Antarctic Ocean’s CO2 absorption doubled between 2001 and 2011

However, a new study published in the journal Science shows that the Southern Ocean is pulling greenhouse gases out of the air at a much more efficient rate. It would help limit global warming. The Antarctic Ocean seasonally soaks up vast amounts of CO2 and releases it back like a giant lung later in the year. But the ocean absorbs significantly more carbon dioxide than it releases, removing a large amount of greenhouse gases from the atmosphere.

Nicolas Gruber, the co-author of the study and a professor at ETH Zurich, said the Antarctic Ocean’s absorption of CO2 almost doubled to 1.2 billion tons in 2011 compared to levels a decade earlier. That’s equivalent to the annual man-made carbon emissions from the entire European Union. However, Gruber said it was unclear how long the higher absorption rate would last.
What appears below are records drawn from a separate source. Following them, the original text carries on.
//! Bundled city selector data.
//!
//! Read-only reference data for the weather view; parsed once from the
//! embedded JSON document.

use once_cell::sync::Lazy;
use serde::Deserialize;

/// One selectable city with its forecast coordinates.
#[derive(Debug, Clone, PartialEq, Deserialize)]
pub struct CityRecord {
    pub city: String,
    pub lat: f64,
    pub lng: f64,
}

static CITIES: Lazy<Vec<CityRecord>> = Lazy::new(|| {
    serde_json::from_str(include_str!("cities.json"))
        .expect("bundled cities.json must be a valid city array")
});

/// Returns the bundled city list in selector order.
pub fn cities() -> &'static [CityRecord] {
    &CITIES
}

#[cfg(test)]
mod tests {
    use super::cities;

    #[test]
    fn bundled_cities_parse_and_have_plausible_coordinates() {
        let cities = cities();
        assert!(!cities.is_empty());
        for city in cities {
            assert!(!city.city.is_empty());
            assert!((-90.0..=90.0).contains(&city.lat), "{}", city.city);
            assert!((-180.0..=180.0).contains(&city.lng), "{}", city.city);
        }
    }

    #[test]
    fn tehran_is_present_with_known_coordinates() {
        let tehran = cities()
            .iter()
            .find(|record| record.city == "Tehran")
            .expect("Tehran must be bundled");
        assert!((tehran.lat - 35.7).abs() < 0.2);
        assert!((tehran.lng - 51.4).abs() < 0.2);
    }
}
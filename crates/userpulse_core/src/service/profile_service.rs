//! Profile/settings view service.
//!
//! # Responsibility
//! - Stage name/language/theme edits without side effects.
//! - On save, persist all three keys, sync the identity context and publish
//!   the new settings snapshot in one pass.
//!
//! # Invariants
//! - Nothing is applied until `save`; staged edits are transient view state.
//! - The three keys are written independently (per-key atomicity only).
//! - After a successful save, the identity context name equals the stored
//!   `name` key.

use crate::identity::{IdentityError, IdentityHandle};
use crate::model::profile::{Language, ThemeMode, UserProfile};
use crate::repo::preference_repo::{keys, PreferenceRepository, RepoError};
use crate::settings::{AppSettings, SettingsBroadcast};
use log::info;
use std::error::Error;
use std::fmt::{Display, Formatter};

pub type ProfileResult<T> = Result<T, ProfileError>;

/// Profile save errors.
#[derive(Debug)]
pub enum ProfileError {
    /// Staged name trims to empty; nothing is persisted or applied.
    EmptyName,
    Repo(RepoError),
    Identity(IdentityError),
}

impl Display for ProfileError {
    fn fmt(&self, f: &mut Formatter<'_>) -> std::fmt::Result {
        match self {
            Self::EmptyName => write!(f, "profile name must not be empty"),
            Self::Repo(err) => write!(f, "{err}"),
            Self::Identity(err) => write!(f, "{err}"),
        }
    }
}

impl Error for ProfileError {
    fn source(&self) -> Option<&(dyn Error + 'static)> {
        match self {
            Self::Repo(err) => Some(err),
            Self::Identity(err) => Some(err),
            Self::EmptyName => None,
        }
    }
}

impl From<RepoError> for ProfileError {
    fn from(value: RepoError) -> Self {
        Self::Repo(value)
    }
}

impl From<IdentityError> for ProfileError {
    fn from(value: IdentityError) -> Self {
        Self::Identity(value)
    }
}

/// Stages profile edits and applies them on explicit save.
pub struct ProfileService<R: PreferenceRepository> {
    repo: R,
    identity: IdentityHandle,
    settings: SettingsBroadcast,
    staged_name: String,
    staged_language: Language,
    staged_theme: ThemeMode,
}

impl<R: PreferenceRepository> ProfileService<R> {
    /// Seeds staged values from storage; absent keys fall back to defaults.
    pub fn load(
        repo: R,
        identity: IdentityHandle,
        settings: SettingsBroadcast,
    ) -> ProfileResult<Self> {
        let staged_name = repo.get(keys::NAME)?.unwrap_or_default();
        let staged_language = repo
            .get(keys::LANGUAGE)?
            .and_then(|code| Language::parse(&code))
            .unwrap_or_default();
        let staged_theme = repo
            .get(keys::THEME_MODE)?
            .and_then(|code| ThemeMode::parse(&code))
            .unwrap_or_default();

        Ok(Self {
            repo,
            identity,
            settings,
            staged_name,
            staged_language,
            staged_theme,
        })
    }

    pub fn staged_name(&self) -> &str {
        &self.staged_name
    }

    pub fn staged_language(&self) -> Language {
        self.staged_language
    }

    pub fn staged_theme(&self) -> ThemeMode {
        self.staged_theme
    }

    /// The staged values as one profile record.
    pub fn staged_profile(&self) -> UserProfile {
        UserProfile {
            display_name: self.staged_name.clone(),
            language: self.staged_language,
            theme_mode: self.staged_theme,
        }
    }

    /// Replaces the staged name. No side effects until `save`.
    pub fn stage_name(&mut self, name: impl Into<String>) {
        self.staged_name = name.into();
    }

    /// Replaces the staged language. No side effects until `save`.
    pub fn stage_language(&mut self, language: Language) {
        self.staged_language = language;
    }

    /// Replaces the staged theme. No side effects until `save`.
    pub fn stage_theme(&mut self, theme: ThemeMode) {
        self.staged_theme = theme;
    }

    /// Persists all three keys, syncs the identity context and publishes the
    /// new settings snapshot.
    ///
    /// Returns the applied snapshot so the caller can render immediately.
    ///
    /// # Errors
    /// - `EmptyName` when the staged name trims to empty (nothing written).
    pub fn save(&mut self) -> ProfileResult<AppSettings> {
        if self.staged_name.trim().is_empty() {
            return Err(ProfileError::EmptyName);
        }

        self.repo.set(keys::NAME, &self.staged_name)?;
        self.repo.set(keys::LANGUAGE, self.staged_language.code())?;
        self.repo.set(keys::THEME_MODE, self.staged_theme.code())?;

        self.identity.set_display_name(self.staged_name.clone())?;
        let applied = self
            .settings
            .apply(AppSettings::new(self.staged_language, self.staged_theme));

        info!(
            "event=profile_save module=profile status=ok language={} theme={}",
            applied.language.code(),
            applied.theme_mode.code()
        );
        Ok(applied)
    }
}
How researchers measured the CO2 concentration

The Antarctic Ocean accounts for over 40% of the global oceanic man-made CO2 absorption. According to Sara Mikaloff-Fletcher of the National Institute of Water and Atmospheric Research in New Zealand, oceans have absorbed about 25% of the man-made greenhouse gas emissions since 1870. It’s unclear how the Antarctic would respond to the future climate changes.

Gruber and his colleagues analyzed measurements of CO2 concentration in the surface waters of the Antarctic Ocean. The study was based on 2.6 million measurements by ships over a period of three decades. Researchers concluded that the ocean’s carbon uptake fluctuates strongly in periodic cycles, rather than increasing in a monotonous way in response to the growing atmospheric CO2 concentration.

There is believed to be a direct relationship between the oceanic carbon absorption and the concentration of CO2 in the atmosphere. The higher the carbon concentration in the air, the more CO2 absorbed by the sea.